• [TASK BRIEF]: The full listing must be reproduced exactly as given.
──────── EXERCISE INPUTS ────────
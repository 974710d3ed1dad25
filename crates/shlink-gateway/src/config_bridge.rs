//! Bridge from `shlink_config::Config` to [`ServerSettings`].

use std::time::Duration;

use shlink_config::Config;

use crate::error::{GatewayError, GatewayResult};
use crate::server::ServerSettings;

/// Convert a loaded [`Config`] into server settings.
///
/// # Errors
///
/// Returns [`GatewayError::Config`] if a duration does not fit the clock's
/// signed seconds.
pub fn from_config(cfg: &Config) -> GatewayResult<ServerSettings> {
    Ok(ServerSettings {
        public_url: cfg.public_url(),
        token_ttl_secs: secs("tokens.ttl_secs", cfg.tokens.ttl_secs)?,
        freshness_window_secs: secs(
            "requests.freshness_window_secs",
            cfg.requests.freshness_window_secs,
        )?,
        pin_lockout_threshold: cfg.links.pin_lockout_threshold,
        max_claim_limit: cfg.links.max_claim_limit,
        sweep_interval: Duration::from_secs(cfg.tokens.sweep_interval_secs),
    })
}

fn secs(field: &str, value: u64) -> GatewayResult<i64> {
    i64::try_from(value).map_err(|_| GatewayError::Config(format!("{field} is out of range")))
}

#[cfg(test)]
mod tests {
    use super::*;

    #[test]
    fn test_from_default_config() {
        let settings = from_config(&Config::default()).unwrap();
        assert_eq!(settings, ServerSettings::default());
    }

    #[test]
    fn test_from_custom_config() {
        let mut cfg = Config::default();
        cfg.server.public_url = Some("https://links.example".to_owned());
        cfg.tokens.ttl_secs = 60;
        cfg.links.pin_lockout_threshold = 3;

        let settings = from_config(&cfg).unwrap();
        assert_eq!(settings.public_url, "https://links.example");
        assert_eq!(settings.token_ttl_secs, 60);
        assert_eq!(settings.pin_lockout_threshold, 3);
    }

    #[test]
    fn test_out_of_range_rejected() {
        let mut cfg = Config::default();
        cfg.tokens.ttl_secs = u64::MAX;
        assert!(matches!(from_config(&cfg), Err(GatewayError::Config(_))));
    }
}
//! Prelude module - commonly used types for convenient import.
//!
//! Use `use shlink_capabilities::prelude::*;` to import all essential types.

pub use crate::{AccessToken, AccessTokenStore, CapabilityError, CapabilityResult};
pub use crate::{Introspection, ResourceAccessGate};
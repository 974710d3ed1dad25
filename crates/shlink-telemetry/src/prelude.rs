//! Prelude module - commonly used types for convenient import.
//!
//! Use `use shlink_telemetry::prelude::*;` to import all essential types.

pub use crate::{TelemetryError, TelemetryResult};

pub use crate::{LogConfig, LogFormat, LogTarget, setup_default_logging, setup_logging};

pub use crate::RequestContext;
//! Errors from key handling, JOSE decoding and signature checks.

use std::path::PathBuf;

use thiserror::Error;

/// Why a key, signature or JWS was rejected.
#[derive(Debug, Error)]
pub enum CryptoError {
    /// Raw key material of the wrong size.
    #[error("key must be {expected} bytes, got {actual}")]
    InvalidKeyLength {
        /// Required size.
        expected: usize,
        /// Size supplied.
        actual: usize,
    },

    /// Raw signature of the wrong size.
    #[error("signature must be {expected} bytes, got {actual}")]
    InvalidSignatureLength {
        /// Required size.
        expected: usize,
        /// Size supplied.
        actual: usize,
    },

    /// 32 bytes that are not an Ed25519 point.
    #[error("not an Ed25519 public key: {0}")]
    InvalidPublicKey(String),

    /// A JWK for some key type or curve other than OKP/Ed25519.
    #[error("only OKP/Ed25519 keys are accepted, got {kty}/{crv}")]
    UnsupportedKey {
        /// `kty` member.
        kty: String,
        /// `crv` member.
        crv: String,
    },

    /// Well-formed signature made by a different key or over other bytes.
    #[error("signature does not verify")]
    SignatureVerificationFailed,

    /// A compact JWS that is not three decodable parts.
    #[error("malformed JWS: {0}")]
    MalformedJws(String),

    /// `alg` other than `EdDSA`.
    #[error("algorithm {0} is not accepted")]
    UnsupportedAlgorithm(String),

    /// Text outside the base64url alphabet, or padded.
    #[error("not unpadded base64url")]
    InvalidBase64Encoding,

    /// Reading or creating a key file failed.
    #[error("key file {}: {source}", path.display())]
    KeyFile {
        /// File involved.
        path: PathBuf,
        /// Underlying failure.
        #[source]
        source: std::io::Error,
    },

    /// Key files are never read through a symlink.
    #[error("key file {} is a symlink", path.display())]
    SymlinkedKeyFile {
        /// Offending path.
        path: PathBuf,
    },
}

/// Result alias for this crate.
pub type CryptoResult<T> = Result<T, CryptoError>;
────────
• [TASK OUTPUT]:
repository 974710d3ed1dad25
filename crates/shlink-gateway/src/config_bridge.rs
//! Bridge from `shlink_config::Config` to [`ServerSettings`].

use std::time::Duration;

use shlink_config::Config;

use crate::error::{GatewayError, GatewayResult};
use crate::server::ServerSettings;

/// Convert a loaded [`Config`] into server settings.
///
/// # Errors
///
/// Returns [`GatewayError::Config`] if a duration does not fit the clock's
/// signed seconds.
pub fn from_config(cfg: &Config) -> GatewayResult<ServerSettings> {
    Ok(ServerSettings {
        public_url: cfg.public_url(),
        token_ttl_secs: secs("tokens.ttl_secs", cfg.tokens.ttl_secs)?,
        freshness_window_secs: secs(
            "requests.freshness_window_secs",
            cfg.requests.freshness_window_secs,
        )?,
        pin_lockout_threshold: cfg.links.pin_lockout_threshold,
        max_claim_limit: cfg.links.max_claim_limit,
        sweep_interval: Duration::from_secs(cfg.tokens.sweep_interval_secs),
    })
}

fn secs(field: &str, value: u64) -> GatewayResult<i64> {
    i64::try_from(value).map_err(|_| GatewayError::Config(format!("{field} is out of range")))
}

#[cfg(test)]
mod tests {
    use super::*;

    #[test]
    fn test_from_default_config() {
        let settings = from_config(&Config::default()).unwrap();
        assert_eq!(settings, ServerSettings::default());
    }

    #[test]
    fn test_from_custom_config() {
        let mut cfg = Config::default();
        cfg.server.public_url = Some("https://links.example".to_owned());
        cfg.tokens.ttl_secs = 60;
        cfg.links.pin_lockout_threshold = 3;

        let settings = from_config(&cfg).unwrap();
        assert_eq!(settings.public_url, "https://links.example");
        assert_eq!(settings.token_ttl_secs, 60);
        assert_eq!(settings.pin_lockout_threshold, 3);
    }

    #[test]
    fn test_out_of_range_rejected() {
        let mut cfg = Config::default();
        cfg.tokens.ttl_secs = u64::MAX;
        assert!(matches!(from_config(&cfg), Err(GatewayError::Config(_))));
    }
}
//! Prelude module - commonly used types for convenient import.
//!
//! Use `use shlink_capabilities::prelude::*;` to import all essential types.

pub use crate::{AccessToken, AccessTokenStore, CapabilityError, CapabilityResult};
pub use crate::{Introspection, ResourceAccessGate};
repository 974710d3ed1dad25
filename crates/shlink-telemetry/src/prelude.rs
//! Prelude module - commonly used types for convenient import.
//!
//! Use `use shlink_telemetry::prelude::*;` to import all essential types.

pub use crate::{TelemetryError, TelemetryResult};

pub use crate::{LogConfig, LogFormat, LogTarget, setup_default_logging, setup_logging};

pub use crate::RequestContext;
//! Errors from key handling, JOSE decoding and signature checks.

use std::path::PathBuf;

use thiserror::Error;

/// Why a key, signature or JWS was rejected.
#[derive(Debug, Error)]
pub enum CryptoError {
    /// Raw key material of the wrong size.
    #[error("key must be {expected} bytes, got {actual}")]
    InvalidKeyLength {
        /// Required size.
        expected: usize,
        /// Size supplied.
        actual: usize,
    },

    /// Raw signature of the wrong size.
    #[error("signature must be {expected} bytes, got {actual}")]
    InvalidSignatureLength {
        /// Required size.
        expected: usize,
        /// Size supplied.
        actual: usize,
    },

    /// 32 bytes that are not an Ed25519 point.
    #[error("not an Ed25519 public key: {0}")]
    InvalidPublicKey(String),

    /// A JWK for some key type or curve other than OKP/Ed25519.
    #[error("only OKP/Ed25519 keys are accepted, got {kty}/{crv}")]
    UnsupportedKey {
        /// `kty` member.
        kty: String,
        /// `crv` member.
        crv: String,
    },

    /// Well-formed signature made by a different key or over other bytes.
    #[error("signature does not verify")]
    SignatureVerificationFailed,

    /// A compact JWS that is not three decodable parts.
    #[error("malformed JWS: {0}")]
    MalformedJws(String),

    /// `alg` other than `EdDSA`.
    #[error("algorithm {0} is not accepted")]
    UnsupportedAlgorithm(String),

    /// Text outside the base64url alphabet, or padded.
    #[error("not unpadded base64url")]
    InvalidBase64Encoding,

    /// Reading or creating a key file failed.
    #[error("key file {}: {source}", path.display())]
    KeyFile {
        /// File involved.
        path: PathBuf,
        /// Underlying failure.
        #[source]
        source: std::io::Error,
    },

    /// Key files are never read through a symlink.
    #[error("key file {} is a symlink", path.display())]
    SymlinkedKeyFile {
        /// Offending path.
        path: PathBuf,
    },
}

/// Result alias for this crate.
pub type CryptoResult<T> = Result<T, CryptoError>;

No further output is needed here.